In 2001, the U.S. unemployment rate was sitting at around 5%. Over the next couple of years, it dipped below 5%, reaching a low of 4.4%, before beginning to rise after the global financial crisis in 2008. After reaching a high of 10% in October 2009, the unemployment rate steadily fell and, by September 2019, was at 49-year lows of just 3.5%.

This trend changed dramatically in 2020 due to the COVID-19 pandemic and the unemployment rate quickly rose to 14.8% in April. However, by the end of 2020 and into 2021, the unemployment rate steadily fell, registering just 3.8% in February, 2022.

Yet, the above discussion on how the unemployment rate is calculated, and factors that could affect its fall, should be reason enough to be somewhat skeptical of extreme unemployment numbers. In fact, there is another trend that makes the sharp decline in the unemployment rate look a lot less rosy.

Labor Force Participation Rate

From about the middle of the 1960s until around the year 2000, the labor force participation rate—labor force divided by the noninstitutionalized, civilian working-age population—rose rather dramatically from just under 59% to more than 67%. One of the main contributors to this rise was the increasing rate at which women were joining the labor force. However, the rate fell steadily from the 66% to 67% levels seen until late 2008 in the aftermath of the global financial crisis to around 62% as of Q1 2022.

While many economists argue that this decrease in labor participation since 2008 is partly due to many of the baby boomer generation starting to retire and leaving the labor force, the prime working age (25 to 54 years) labor force participation rate has also declined.

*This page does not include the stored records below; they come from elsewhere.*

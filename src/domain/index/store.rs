//! Snapshot persistence trait

use std::fmt::Debug;

use async_trait::async_trait;

use super::VectorIndexSnapshot;
use crate::domain::DomainError;

/// Durable storage for index snapshots
///
/// Snapshots are written once and never modified. The store also keeps a
/// pointer to the active version so a restart serves the same index.
#[async_trait]
pub trait SnapshotStore: Send + Sync + Debug {
    /// Persist a snapshot; must be durable before returning
    async fn save(&self, snapshot: &VectorIndexSnapshot) -> Result<(), DomainError>;

    /// Load a snapshot by version
    async fn load(&self, version: u64) -> Result<Option<VectorIndexSnapshot>, DomainError>;

    /// Load the snapshot the active pointer refers to, if any
    async fn load_active(&self) -> Result<Option<VectorIndexSnapshot>, DomainError>;

    /// Point the active pointer at a saved version
    async fn set_active(&self, version: u64) -> Result<(), DomainError>;

    /// Highest saved version
    async fn latest_version(&self) -> Result<Option<u64>, DomainError>;

    /// Get the store name
    fn store_name(&self) -> &'static str;
}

In January 2021 it declined to 76.4% compared to 81.8% in the year 2000. Thus, retiring baby boomers cannot be the sole reason for the decline in the overall labor force participation rate.

The fact that some people in their prime working age have left the labor force is more of a likely indication of a weakness in the U.S. labor market. One explanation is that there is a skills-to-qualifications mismatch. Thus, despite the number of people who might want a job and are available for work, if they don’t have the skills that employers are looking for, they won’t get hired. Another explanation is the number of discouraged workers who have left the workforce due to circumstances surrounding the COVID-19 pandemic.

391,000

The number of discouraged workers in the U.S. in February 2022 was 391,000, down from 520,000 reported a year earlier in February 2021.

The Bottom Line

While it may be tempting to think that a drop in the unemployment rate is a positive sign, the very narrow definition of the officially unemployed is evidence that the interpretation of unemployment rate trends is not unambiguous. One also needs to consider the labor force participation rate. If the unemployment rate is falling because people have given up on trying to find a job rather than actually finding a job, this may be evidence of a weakening economy and may be reason enough to impact the Fed's monetary policy decisions.